Abstract

To investigate the relationship between miRNA-30e level in circulation and no-reflow phenomenon in patients with acute ST-segment elevation myocardial infarction (STEMI) during primary percutaneous coronary intervention (pPCI). A total of 255 consecutive patients with STEMI undergoing pPCI were enrolled in this study. These patients were divided into two groups according to the occurrence of reflow during pPCI, namely normal-reflow group with 214 cases and no-reflow group with 41 cases. The plasma levels of miRNA-30e were quantified using real-time quantitative polymerase chain reaction. The plasma levels of miRNA-30e were significantly lower in the no-reflow group as compared to the normal-reflow group (p < .05).
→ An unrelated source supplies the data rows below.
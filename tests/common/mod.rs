//! In-memory collaborators shared by the integration tests

#![allow(dead_code)]

use apix_export::adapters::apix::{ApixMethod, ApixRequest, ApixUrls};
use apix_export::adapters::traits::{
    FormatConverter, LegacyEndpoint, RecordStore, SearchIndex, SelectedRecords,
    UnreadableRecord, VersionToken, Versioned,
};
use apix_export::core::export::{is_export_eligible, BatchProcessor, Exporter};
use apix_export::core::state::ExportCursor;
use apix_export::domain::{
    ApixError, CatalogRecord, ControlNumber, ExportError, Manifest, RecordId, Result,
    StoreError,
};
use apix_export::logging::StatusSink;
use async_trait::async_trait;
use chrono::{DateTime, Duration, TimeZone, Utc};
use serde_json::{json, Value};
use std::collections::{BTreeMap, HashMap, HashSet};
use std::sync::atomic::{AtomicBool, AtomicU64, AtomicUsize, Ordering};
use std::sync::{Arc, Mutex};
use tokio::sync::watch;

pub const APIX_HOST: &str = "http://apix.test";

/// Fixed base instant; records are placed `offset` seconds after it
pub fn at(offset: i64) -> DateTime<Utc> {
    Utc.with_ymd_and_hms(2017, 3, 1, 12, 0, 0).unwrap() + Duration::seconds(offset)
}

pub fn record(id: &str, collection: &str, modified: DateTime<Utc>) -> CatalogRecord {
    CatalogRecord {
        id: RecordId::new(id).unwrap(),
        data: json!({"@graph": [
            {"@id": format!("https://libris.kb.se/{id}"), "mainEntity": {"@id": format!("https://libris.kb.se/{id}#it")}},
            {"@id": format!("https://libris.kb.se/{id}#it")}
        ]}),
        manifest: Manifest {
            collection: Some(collection.to_string()),
            changed_in: Some("xl".to_string()),
            ..Default::default()
        },
        modified,
        deleted: false,
    }
}

pub fn bib(id: &str, modified: DateTime<Utc>) -> CatalogRecord {
    record(id, "bib", modified)
}

/// A bib that already reached the legacy system as `/bib/{number}`
pub fn exported_bib(id: &str, number: &str, modified: DateTime<Utc>) -> CatalogRecord {
    let mut rec = bib(id, modified);
    rec.data["@graph"][0]["sameAs"] =
        json!([{"@id": format!("http://libris.kb.se/bib/{number}")}]);
    rec.data["@graph"][0]["controlNumber"] = Value::String(number.to_string());
    rec
}

pub fn holding(id: &str, bib_uri: &str, modified: DateTime<Utc>) -> CatalogRecord {
    let mut rec = record(id, "hold", modified);
    rec.data["@graph"][1]["holdingFor"] = json!({"@id": bib_uri});
    rec
}

/// Record store backed by a map, with a counter standing in for the row version
#[derive(Default)]
pub struct MemoryStore {
    records: Mutex<BTreeMap<RecordId, (CatalogRecord, u64)>>,
    unreadable: Mutex<Vec<(RecordId, DateTime<Utc>)>>,
    fail_selection: AtomicBool,
    conflicts: Mutex<HashSet<RecordId>>,
    vanish_after_write: Mutex<HashSet<RecordId>>,
    writes: AtomicUsize,
}

impl MemoryStore {
    pub fn new() -> Self {
        Self::default()
    }

    pub fn with_records(records: impl IntoIterator<Item = CatalogRecord>) -> Self {
        let store = Self::new();
        for rec in records {
            store.insert(rec);
        }
        store
    }

    /// Inserts or replaces a record as another writer would
    pub fn insert(&self, record: CatalogRecord) {
        let mut records = self.records.lock().unwrap();
        let version = records.get(&record.id).map_or(1, |(_, v)| v + 1);
        records.insert(record.id.clone(), (record, version));
    }

    pub fn get(&self, id: &str) -> CatalogRecord {
        let id = RecordId::new(id).unwrap();
        self.records.lock().unwrap()[&id].0.clone()
    }

    pub fn contains(&self, id: &str) -> bool {
        let id = RecordId::new(id).unwrap();
        self.records.lock().unwrap().contains_key(&id)
    }

    /// Adds a row whose manifest cannot be decoded
    ///
    /// It is selected like an eligible record at `modified` but can never be loaded.
    pub fn insert_unreadable(&self, id: &str, modified: DateTime<Utc>) {
        self.unreadable
            .lock()
            .unwrap()
            .push((RecordId::new(id).unwrap(), modified));
    }

    fn unreadable_at(&self, keep: impl Fn(DateTime<Utc>) -> bool) -> Vec<UnreadableRecord> {
        self.unreadable
            .lock()
            .unwrap()
            .iter()
            .filter(|(_, modified)| keep(*modified))
            .map(|(id, modified)| UnreadableRecord {
                id: id.clone(),
                modified: *modified,
                error: StoreError::InvalidRow(format!(
                    "Invalid manifest for record {id}: invalid type: integer `5`, expected a string"
                ))
                .into(),
            })
            .collect()
    }

    pub fn fail_selection(&self, fail: bool) {
        self.fail_selection.store(fail, Ordering::SeqCst);
    }

    /// Makes the next write of `id` lose a race against a concurrent writer
    pub fn conflict_once(&self, id: &str) {
        self.conflicts
            .lock()
            .unwrap()
            .insert(RecordId::new(id).unwrap());
    }

    /// Makes `id` disappear right after its next successful write
    pub fn vanish_after_write(&self, id: &str) {
        self.vanish_after_write
            .lock()
            .unwrap()
            .insert(RecordId::new(id).unwrap());
    }

    pub fn writes(&self) -> usize {
        self.writes.load(Ordering::SeqCst)
    }

    fn check_selection(&self) -> Result<()> {
        if self.fail_selection.load(Ordering::SeqCst) {
            return Err(StoreError::QueryFailed("connection reset".to_string()).into());
        }
        Ok(())
    }
}

#[async_trait]
impl RecordStore for MemoryStore {
    async fn select_next_batch(&self, cursor: &ExportCursor) -> Result<SelectedRecords> {
        self.check_selection()?;
        let unreadable = self.unreadable_at(|modified| cursor.is_after(modified));
        let records = self.records.lock().unwrap();

        let eligible: Vec<&CatalogRecord> = records
            .values()
            .map(|(rec, _)| rec)
            .filter(|rec| is_export_eligible(rec) && cursor.is_after(rec.modified))
            .collect();

        let next = eligible
            .iter()
            .map(|rec| rec.modified)
            .chain(unreadable.iter().map(|row| row.modified))
            .min();
        let Some(next) = next else {
            return Ok(SelectedRecords::default());
        };

        Ok(SelectedRecords {
            records: eligible
                .into_iter()
                .filter(|rec| rec.modified == next)
                .cloned()
                .collect(),
            unreadable: unreadable
                .into_iter()
                .filter(|row| row.modified == next)
                .collect(),
        })
    }

    async fn select_failed(&self) -> Result<SelectedRecords> {
        self.check_selection()?;
        let records: Vec<CatalogRecord> = self
            .records
            .lock()
            .unwrap()
            .values()
            .filter(|(rec, _)| rec.is_failed())
            .map(|(rec, _)| rec.clone())
            .collect();
        Ok(records.into())
    }

    async fn load(&self, id: &RecordId) -> Result<Option<Versioned<CatalogRecord>>> {
        Ok(self
            .records
            .lock()
            .unwrap()
            .get(id)
            .map(|(rec, version)| Versioned {
                value: rec.clone(),
                version: VersionToken::new(version.to_string()),
            }))
    }

    async fn compare_and_set(&self, record: &CatalogRecord, version: &VersionToken) -> Result<()> {
        let mut records = self.records.lock().unwrap();

        if self.conflicts.lock().unwrap().remove(&record.id) {
            if let Some((_, stored_version)) = records.get_mut(&record.id) {
                *stored_version += 1;
            }
        }

        let Some((stored, stored_version)) = records.get_mut(&record.id) else {
            return Err(StoreError::NotFound(record.id.to_string()).into());
        };
        if stored_version.to_string() != version.as_str() {
            return Err(StoreError::Conflict(record.id.to_string()).into());
        }

        // Only data and manifest are written; the modification instant stays
        stored.data = record.data.clone();
        stored.manifest = record.manifest.clone();
        *stored_version += 1;
        self.writes.fetch_add(1, Ordering::SeqCst);

        if self.vanish_after_write.lock().unwrap().remove(&record.id) {
            records.remove(&record.id);
        }
        Ok(())
    }
}

/// Endpoint that records every request and answers like APIX
///
/// Creates get consecutive control numbers starting at 1000. URLs registered with
/// [`ScriptedEndpoint::fail`] answer with http 500 the given number of times.
pub struct ScriptedEndpoint {
    requests: Mutex<Vec<ApixRequest>>,
    failures: Mutex<HashMap<String, usize>>,
    next_number: AtomicU64,
    create_without_number: AtomicBool,
}

impl Default for ScriptedEndpoint {
    fn default() -> Self {
        Self {
            requests: Mutex::new(Vec::new()),
            failures: Mutex::new(HashMap::new()),
            next_number: AtomicU64::new(1000),
            create_without_number: AtomicBool::new(false),
        }
    }
}

impl ScriptedEndpoint {
    pub fn new() -> Self {
        Self::default()
    }

    pub fn fail(&self, url: &str, times: usize) {
        self.failures.lock().unwrap().insert(url.to_string(), times);
    }

    pub fn create_without_number(&self) {
        self.create_without_number.store(true, Ordering::SeqCst);
    }

    pub fn requests(&self) -> Vec<ApixRequest> {
        self.requests.lock().unwrap().clone()
    }

    pub fn urls(&self) -> Vec<String> {
        self.requests().into_iter().map(|r| r.url).collect()
    }
}

#[async_trait]
impl LegacyEndpoint for ScriptedEndpoint {
    async fn execute(&self, request: &ApixRequest) -> Result<Option<ControlNumber>> {
        self.requests.lock().unwrap().push(request.clone());

        if let Some(remaining) = self.failures.lock().unwrap().get_mut(&request.url) {
            if *remaining > 0 {
                *remaining -= 1;
                return Err(ApixError::Transport {
                    status: 500,
                    body: "internal error".to_string(),
                }
                .into());
            }
        }

        let is_create = request.url.ends_with("/new") || request.url.ends_with("/newhold");
        match request.method {
            ApixMethod::Put if is_create => {
                if self.create_without_number.load(Ordering::SeqCst) {
                    return Ok(None);
                }
                let number = self.next_number.fetch_add(1, Ordering::SeqCst);
                Ok(Some(ControlNumber::new(number.to_string()).unwrap()))
            }
            // Updates answer 303 pointing back at the record
            ApixMethod::Put => {
                let number = request.url.rsplit('/').next().unwrap_or_default();
                Ok(ControlNumber::new(number).ok())
            }
            ApixMethod::Delete => Ok(None),
        }
    }
}

/// Converter producing a stub MARCXML document, refusing selected records
#[derive(Default)]
pub struct StubConverter {
    refused: Mutex<HashSet<RecordId>>,
}

impl StubConverter {
    pub fn new() -> Self {
        Self::default()
    }

    pub fn refuse(&self, id: &str) {
        self.refused.lock().unwrap().insert(RecordId::new(id).unwrap());
    }

    pub fn accept(&self, id: &str) {
        self.refused.lock().unwrap().remove(&RecordId::new(id).unwrap());
    }
}

#[async_trait]
impl FormatConverter for StubConverter {
    async fn convert(&self, record: &CatalogRecord) -> Result<String> {
        if self.refused.lock().unwrap().contains(&record.id) {
            return Err(ExportError::Translation(format!(
                "No MARC mapping for {}",
                record.id
            )));
        }
        Ok(format!("<record><controlfield tag=\"887\">{}</controlfield></record>", record.id))
    }
}

/// Search index remembering what it was given
///
/// Pushes are recorded even when [`RecordingIndex::fail_next`] makes them fail.
#[derive(Default)]
pub struct RecordingIndex {
    documents: Mutex<Vec<CatalogRecord>>,
    failures: AtomicUsize,
}

impl RecordingIndex {
    pub fn new() -> Self {
        Self::default()
    }

    /// Makes the next `times` pushes fail
    pub fn fail_next(&self, times: usize) {
        self.failures.store(times, Ordering::SeqCst);
    }

    pub fn documents(&self) -> Vec<CatalogRecord> {
        self.documents.lock().unwrap().clone()
    }

    pub fn last_for(&self, id: &str) -> Option<CatalogRecord> {
        self.documents()
            .into_iter()
            .rev()
            .find(|doc| doc.id.as_str() == id)
    }
}

#[async_trait]
impl SearchIndex for RecordingIndex {
    async fn index(&self, record: &CatalogRecord) -> Result<()> {
        self.documents.lock().unwrap().push(record.clone());

        let failing = self
            .failures
            .fetch_update(Ordering::SeqCst, Ordering::SeqCst, |n| n.checked_sub(1))
            .is_ok();
        if failing {
            return Err(ExportError::Index(format!(
                "Elasticsearch responded with http 503 for {}",
                record.id
            )));
        }
        Ok(())
    }
}

/// Status sink collecting every line
#[derive(Default)]
pub struct RecordingStatus {
    lines: Mutex<Vec<String>>,
}

impl RecordingStatus {
    pub fn lines(&self) -> Vec<String> {
        self.lines.lock().unwrap().clone()
    }
}

impl StatusSink for RecordingStatus {
    fn output(&self, line: &str) {
        self.lines.lock().unwrap().push(line.to_string());
    }
}

/// One exporter setup over in-memory collaborators
pub struct Harness {
    pub store: Arc<MemoryStore>,
    pub endpoint: Arc<ScriptedEndpoint>,
    pub converter: Arc<StubConverter>,
    pub index: Arc<RecordingIndex>,
    pub status: Arc<RecordingStatus>,
}

impl Harness {
    pub fn new(records: impl IntoIterator<Item = CatalogRecord>) -> Self {
        Self {
            store: Arc::new(MemoryStore::with_records(records)),
            endpoint: Arc::new(ScriptedEndpoint::new()),
            converter: Arc::new(StubConverter::new()),
            index: Arc::new(RecordingIndex::new()),
            status: Arc::new(RecordingStatus::default()),
        }
    }

    pub fn urls() -> ApixUrls {
        ApixUrls::new(APIX_HOST, "libris")
    }

    /// APIX URL of a record path such as `/bib/1000`
    pub fn apix_url(path: &str) -> String {
        format!("{}{}", Self::urls().database_url(), path)
    }

    pub fn processor(&self) -> BatchProcessor {
        BatchProcessor::new(
            self.store.clone(),
            self.endpoint.clone(),
            self.converter.clone(),
            self.index.clone(),
            Self::urls(),
            self.status.clone(),
        )
    }

    pub fn exporter(
        &self,
        cursor: ExportCursor,
        poll_interval: std::time::Duration,
        shutdown_signal: watch::Receiver<bool>,
    ) -> Exporter {
        Exporter::new(
            self.processor(),
            self.status.clone(),
            cursor,
            poll_interval,
            shutdown_signal,
        )
    }
}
Also, miRNA-30e was positively correlated with left ventricular ejection fraction (LVEF) and negatively correlated with hs-CRP levels (p < .05). Multivariate logistic regression analyses indicated that the plasma level of miRNA-30e (OR = 0.732, 95% CI 0.674–0.851, p = .034), hs-CRP (OR = 1.353, 95% CI 1.129–1.635, p = .012) and Killip class ≥2 at admission (OR = 1.263, 95% CI 1.023–1.532, p = .027), were independent risk factors for no-reflow during pPCI. When plasma miRNA-30e level was used as the test variable, the area under the curve was 0.914 (p < .05) by ROC curve analysis. Lower miRNA-30e levels at admission are associated with no-reflow in STEMI patients undergoing pPCI and may play an important role in the pathogenesis of no-reflow. Plasma miRNA-30e level was an independent predictor of no-reflow during pPCI in patients with STEMI. Therefore, early detection of plasma miRNA-30e level can be a preliminary assessment for risk of no-reflow during pPCI.